I agree. That's just annoying.


----------



## Buddy400 (Aug 30, 2014)

SlowlyGoingCrazy said:


> Is there a way you could get her in the mood before you get to the bedroom? Lay with her on the couch rubbing her thigh, kissing her in the kitchen while you guys are making dinner. Foreplay isn't just what happens in bed right before.
> If you're starting in bed with her at a 0 it might just be too hard for her to get into it.


But.... I think a problem with all of this "..start getting her in the mood earlier in the day.." stuff is that, if she is looking to avoid sex, these things will be seen as preludes to sex. Soon, she won't want the husband to do these things because she know what it's likely to lead to.


----------



## Ray83 (Sep 28, 2015)

Ok, point taken on not asking what she's thinking, thanks! The weight is a battle but its getting better. I've been working out for about a month and focusing on eating better. As far as foreplay beginning before the bedroom I agree, here's what I've found. Very rarely does she like to sit and cuddle on the couch, too much to do she says. I've been trying to help her with household stuff, not that I think it's her responsibility, but I've been trying to do more. In the last month or so she's cooked twice, she pointed that out to me, I've been trying to help more with laundry and dishes, etc etc, but she always says there's too much to do and she just can't relax. I've tried doing everything she's asked in order for her to feel more at peace when she comes home.


----------



## tech-novelist (May 15, 2014)

happy as a clam said:


> @technovelist... Are you advocating the dreaded "starfish sex"??
> 
> :lol:


I'm not advocating it, obviously.

But it is still a counter to the notion that someone can be "too tired for sex" and yet stay up later than usual to avoid sex.


----------



## happy as a clam (Jan 5, 2014)

technovelist said:


> I'm not advocating it, obviously.
> 
> But it is still a counter to the notion that someone can be "too tired for sex" and yet stay up later than usual to avoid sex.


:iagree:


----------



## NoSizeQueen (Sep 9, 2015)

If she says she's too tired, but she's staying up late to avoid you, then the question you should really be asking is...

Why does she not feel comfortable just telling you no? What dynamic in your relationship makes her feel like it's better to avoid you, than to be honest with you?


----------



## badsanta (Oct 13, 2014)

Ray83 said:


> A couple days ago *my wife told me* there are times she purposely stays up late to make sure I'm asleep when she gets to bed so we don't have to have sex.



Consider yourself very lucky!!!!!!!

The fact that your wife told you this at least give you a chance to discuss the topic between the two of you. In my opinion most wives would never share information this directly with their husband on tactics they use to avoid sex. 

WHY she did it is obviously something to work out, but the fact she was willing to talk to you about it is likely almost unheard of with other couples in similar situations.
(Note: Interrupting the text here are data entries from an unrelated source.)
//! Connected sensor lifecycle.
//!
//! [`connect_sensor`] walks discovery, server connect and service negotiation,
//! and tears everything down again if any step fails. A [`Session`] is either
//! connected with all required services present or fully disconnected.

use std::collections::HashSet;

use tracing::{debug, error, info, warn};
use uuid::Uuid;

use crate::error::{ConnectError, NegotiationError, Stage, TransportError};
use crate::negotiator::{negotiate, ServiceMap};
use crate::options::SensorOptions;
use crate::transport::Transport;

#[derive(Debug, Clone, Copy, PartialEq, Eq)]
pub enum SessionState {
    Connected,
    Disconnected,
}

/// Failures swallowed while tearing a session down.
#[derive(Debug, Clone, Default, PartialEq)]
pub struct TeardownReport {
    pub link: Option<TransportError>,
    pub forget: Option<TransportError>,
}

impl TeardownReport {
    pub fn is_clean(&self) -> bool {
        self.link.is_none() && self.forget.is_none()
    }
}

pub struct Session<T: Transport> {
    transport: T,
    device: T::Device,
    link: T::Link,
    name: Option<String>,
    services: ServiceMap<T::Service>,
    state: SessionState,
}

impl<T: Transport> std::fmt::Debug for Session<T> {
    fn fmt(&self, f: &mut std::fmt::Formatter<'_>) -> std::fmt::Result {
        f.debug_struct("Session")
            .field("device", &self.device)
            .field("link", &self.link)
            .field("name", &self.name)
            .field("services", &self.services)
            .field("state", &self.state)
            .finish_non_exhaustive()
    }
}

impl<T: Transport> Session<T> {
    /// Wrap an established link. Services are connected separately.
    pub fn open(transport: T, device: T::Device, link: T::Link, name: Option<String>) -> Self {
        Session {
            transport,
            device,
            link,
            name,
            services: ServiceMap::new(),
            state: SessionState::Connected,
        }
    }

    pub fn name(&self) -> Option<&str> {
        self.name.as_deref()
    }

    pub fn state(&self) -> SessionState {
        self.state
    }

    pub fn is_connected(&self) -> bool {
        self.state == SessionState::Connected
    }

    /// Whether the underlying link is still up.
    pub async fn link_connected(&self) -> bool {
        self.transport.is_connected(&self.link).await
    }

    /// Copy of the connected services.
    pub fn services(&self) -> ServiceMap<T::Service> {
        self.services.clone()
    }

    pub fn service_ids(&self) -> Vec<Uuid> {
        self.services.keys().copied().collect()
    }

    pub fn service(&self, id: &Uuid) -> Option<T::Service> {
        self.services.get(id).cloned()
    }

    pub async fn connect_services(
        &mut self,
        required: &[Uuid],
        optional: &[Uuid],
    ) -> Result<(), NegotiationError> {
        let connected: HashSet<Uuid> = self.services.keys().copied().collect();
        let resolved = negotiate(&self.transport, &self.link, required, optional, &connected).await?;
        self.services.extend(resolved);
        Ok(())
    }

    /// Drop all services, disconnect the link and forget the device.
    ///
    /// Never fails; whatever went wrong is returned in the report. Calling it
    /// again only re-clears the service map.
    pub async fn disconnect(&mut self) -> TeardownReport {
        self.services.clear();

        if self.state == SessionState::Disconnected {
            debug!("sensor already disconnected");
            return TeardownReport::default();
        }
        self.state = SessionState::Disconnected;

        let mut report = TeardownReport::default();
        if self.transport.is_connected(&self.link).await {
            if let Err(err) = self.transport.disconnect_link(&self.link).await {
                warn!("failed to disconnect GATT server: {err}");
                report.link = Some(err);
            }
        }
        if let Err(err) = self.transport.forget(&self.device).await {
            warn!("failed to forget device: {err}");
            report.forget = Some(err);
        }

        info!(
            "disconnected from sensor \"{}\"",
            self.name().unwrap_or("unknown sensor")
        );
        report
    }
}

/// Discover a sensor, connect to it and negotiate its services.
pub async fn connect_sensor<T: Transport>(
    transport: &T,
    options: &SensorOptions,
) -> Result<Session<T>, ConnectError> {
    if !transport.is_available().await {
        error!("{}", ConnectError::BluetoothUnavailable);
        return Err(ConnectError::BluetoothUnavailable);
    }

    let device = match transport.discover(&options.filter).await {
        Ok(device) => device,
        Err(err) => {
            error!(stage = %Stage::Discovery, "{err}");
            return Err(ConnectError::DiscoveryFailed(err));
        }
    };

    let link = match transport.connect(&device).await {
        Ok(link) => link,
        Err(err) => {
            error!(stage = %Stage::ServerConnect, "{err}");
            if let Err(forget_err) = transport.forget(&device).await {
                warn!("failed to forget device: {forget_err}");
            }
            return Err(ConnectError::ServerConnectionFailed(err));
        }
    };

    let name = transport.device_name(&device).await;
    let mut session = Session::open(transport.clone(), device, link, name);
    if let Err(err) = session
        .connect_services(&options.required_services, &options.optional_services)
        .await
    {
        error!(stage = %Stage::ServiceNegotiation, "{err}");
        let report = session.disconnect().await;
        if !report.is_clean() {
            warn!(?report, "teardown after failed negotiation was incomplete");
        }
        return Err(ConnectError::Negotiation(err));
    }

    info!(
        "connected to sensor \"{}\"",
        session.name().unwrap_or("unknown sensor")
    );
    Ok(session)
}

#[cfg(test)]
mod tests {
    use super::*;
    use crate::error::Stage;
    use crate::options::{ACTIVITY_SERVICE_UUID, BATTERY_SERVICE_UUID};
    use crate::sim::{SimFaults, SimService, SimTransport};

    #[tokio::test]
    async fn test_connect_sensor_negotiates_services() {
        let sim = SimTransport::new();
        let session = connect_sensor(&sim, &SensorOptions::default()).await.unwrap();

        assert!(session.is_connected());
        assert!(session.link_connected().await);
        assert_eq!(session.name(), Some("Sim ECG"));
        let ids: HashSet<Uuid> = session.service_ids().into_iter().collect();
        assert_eq!(ids, HashSet::from([ACTIVITY_SERVICE_UUID, BATTERY_SERVICE_UUID]));
    }

    #[tokio::test]
    async fn test_nameless_sensor() {
        let sim = SimTransport::new().with_name(None);
        let mut session = connect_sensor(&sim, &SensorOptions::default()).await.unwrap();
        assert_eq!(session.name(), None);
        assert!(session.disconnect().await.is_clean());

        // a name prefix can never match a device without a name
        let options = SensorOptions::default().with_name_prefix("Sim");
        let err = connect_sensor(&sim, &options).await.unwrap_err();
        assert_eq!(err.stage(), Stage::Discovery);

        let sim = SimTransport::new().with_name(Some("Sim ECG 2"));
        let session = connect_sensor(&sim, &options).await.unwrap();
        assert_eq!(session.name(), Some("Sim ECG 2"));
    }

    #[tokio::test]
    async fn test_optional_service_may_be_absent() {
        let sim = SimTransport::new().without_service(BATTERY_SERVICE_UUID);
        let session = connect_sensor(&sim, &SensorOptions::default()).await.unwrap();

        assert_eq!(session.service_ids(), vec![ACTIVITY_SERVICE_UUID]);
        assert!(session.service(&BATTERY_SERVICE_UUID).is_none());
    }

    #[tokio::test]
    async fn test_services_snapshot_is_independent() {
        let sim = SimTransport::new();
        let session = connect_sensor(&sim, &SensorOptions::default()).await.unwrap();

        let mut snapshot = session.services();
        snapshot.clear();
        assert_eq!(session.services().len(), 2);
    }

    #[tokio::test]
    async fn test_unavailable_bluetooth_fails_before_discovery() {
        let sim = SimTransport::new().with_faults(SimFaults {
            unavailable: true,
            ..Default::default()
        });
        let err = connect_sensor(&sim, &SensorOptions::default()).await.unwrap_err();
        assert_eq!(err, ConnectError::BluetoothUnavailable);
        assert_eq!(err.stage(), Stage::Availability);
    }

    #[tokio::test]
    async fn test_discovery_failure_is_tagged() {
        let sim = SimTransport::new().with_faults(SimFaults {
            discovery: true,
            ..Default::default()
        });
        let err = connect_sensor(&sim, &SensorOptions::default()).await.unwrap_err();
        assert_eq!(err.stage(), Stage::Discovery);
        assert_eq!(err.to_string(), "discovery stage failed");
        assert_eq!(sim.forget_calls(), 0);
    }

    #[tokio::test]
    async fn test_name_filter_mismatch_is_a_discovery_failure() {
        let sim = SimTransport::new();
        let options = SensorOptions::default().with_name_prefix("Polar");
        let err = connect_sensor(&sim, &options).await.unwrap_err();
        assert_eq!(err.stage(), Stage::Discovery);
    }

    #[tokio::test]
    async fn test_server_connect_failure_forgets_device() {
        let sim = SimTransport::new().with_faults(SimFaults {
            connect: true,
            ..Default::default()
        });
        let err = connect_sensor(&sim, &SensorOptions::default()).await.unwrap_err();
        assert_eq!(err.stage(), Stage::ServerConnect);
        assert!(sim.was_forgotten());
        assert!(!sim.is_link_up());
    }

    #[tokio::test]
    async fn test_service_discovery_failure_leaves_no_link_up() {
        let sim = SimTransport::new().with_faults(SimFaults {
            service_discovery: true,
            ..Default::default()
        });
        let err = connect_sensor(&sim, &SensorOptions::default()).await.unwrap_err();
        assert_eq!(err.stage(), Stage::ServerConnect);
        assert!(!sim.is_link_up());
        assert!(sim.was_forgotten());
    }

    #[tokio::test]
    async fn test_negotiation_failure_tears_everything_down() {
        let sim = SimTransport::new();
        let mut options = SensorOptions::default();
        options.filter.services.clear();
        options.required_services = vec![ACTIVITY_SERVICE_UUID, Uuid::from_u128(0xdead)];

        let err = connect_sensor(&sim, &options).await.unwrap_err();
        assert_eq!(err.stage(), Stage::ServiceNegotiation);
        assert_eq!(
            err,
            ConnectError::Negotiation(NegotiationError::RequiredServiceUnavailable {
                missing: vec![Uuid::from_u128(0xdead)]
            })
        );
        assert!(!sim.is_link_up());
        assert!(sim.was_forgotten());
    }

    #[tokio::test]
    async fn test_disconnect_twice_ends_in_same_state() {
        let sim = SimTransport::new();
        let mut session = connect_sensor(&sim, &SensorOptions::default()).await.unwrap();

        let first = session.disconnect().await;
        assert!(first.is_clean());
        assert_eq!(session.state(), SessionState::Disconnected);
        assert!(session.services().is_empty());
        assert!(!sim.is_link_up());

        let second = session.disconnect().await;
        assert!(second.is_clean());
        assert_eq!(session.state(), SessionState::Disconnected);
        assert!(session.services().is_empty());
        assert_eq!(sim.disconnect_calls(), 1);
        assert_eq!(sim.forget_calls(), 1);
    }

    #[tokio::test]
    async fn test_disconnect_swallows_teardown_errors() {
        let sim = SimTransport::new();
        let mut session = connect_sensor(&sim, &SensorOptions::default()).await.unwrap();
        sim.set_faults(SimFaults {
            disconnect: true,
            forget: true,
            ..Default::default()
        });

        let report = session.disconnect().await;
        assert!(!report.is_clean());
        assert!(report.link.is_some());
        assert!(report.forget.is_some());
        assert_eq!(session.state(), SessionState::Disconnected);
        assert!(session.service_ids().is_empty());
    }

    #[tokio::test]
    async fn test_disconnect_skips_link_already_down() {
        let sim = SimTransport::new();
        let mut session = connect_sensor(&sim, &SensorOptions::default()).await.unwrap();
        sim.drop_link();

        let report = session.disconnect().await;
        assert!(report.is_clean());
        assert_eq!(sim.disconnect_calls(), 0);
        assert!(sim.was_forgotten());
    }

    #[tokio::test]
    async fn test_connect_services_is_idempotent() {
        let sim = SimTransport::new();
        let mut session = connect_sensor(&sim, &SensorOptions::default()).await.unwrap();
        let before = sim.resolved_services().len();

        session
            .connect_services(&[ACTIVITY_SERVICE_UUID], &[BATTERY_SERVICE_UUID])
            .await
            .unwrap();
        assert_eq!(sim.resolved_services().len(), before);
        assert_eq!(
            session.service(&ACTIVITY_SERVICE_UUID),
            Some(SimService {
                uuid: ACTIVITY_SERVICE_UUID
            })
        );
        assert_eq!(session.services().len(), 2);
    }
}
So what ever you do, be sure to react positively about her opening up so that you can have a fighting chance to find a compromise to your problems. 

Communication and trust are paramount in any relationship, and the fact she told you this is a sign you have a good foundation. 

Now getting as to "why" she avoids sex... May not be your case, but in most relationships men judge the quality of sex based on the strength of the female's orgasm. When it does not happen, behaviors in lovemaking drastically change to for the male to try and force the female to orgasm. DO NOT DO THIS!!!! For women lovemaking is about an emotional connection and knowing that they are desired by their husbands, sometimes that comes with an orgasm for her and sometimes it does not. Instead of asking how her orgasm was, afterwards simply tell her about what you adore the most about her while making love...

Cheers, 
Badsanta


----------



## WorkingOnMe (Mar 17, 2012)

Responsive desire. Key word, responsive. If she's not responsive she doesn't have responsive desire. This looks more like an aversion than rd.


----------



## Ray83 (Sep 28, 2015)

Badsanta, thank you for your thoughts!! I'll be sure to talk to her about it in a positive way. As far as her orgasms, she rarely has them from piv alone. She prefers orgasms after sex so whenever she wants one I'm more than happy to lend a hand. We've come to the understanding that when she wants one she'll let me know, otherwise I don't bring it up or push it.


----------



## NoSizeQueen (Sep 9, 2015)

What is your usual reaction when she says she's too tired? Is it likely to lead to a discussion/argument?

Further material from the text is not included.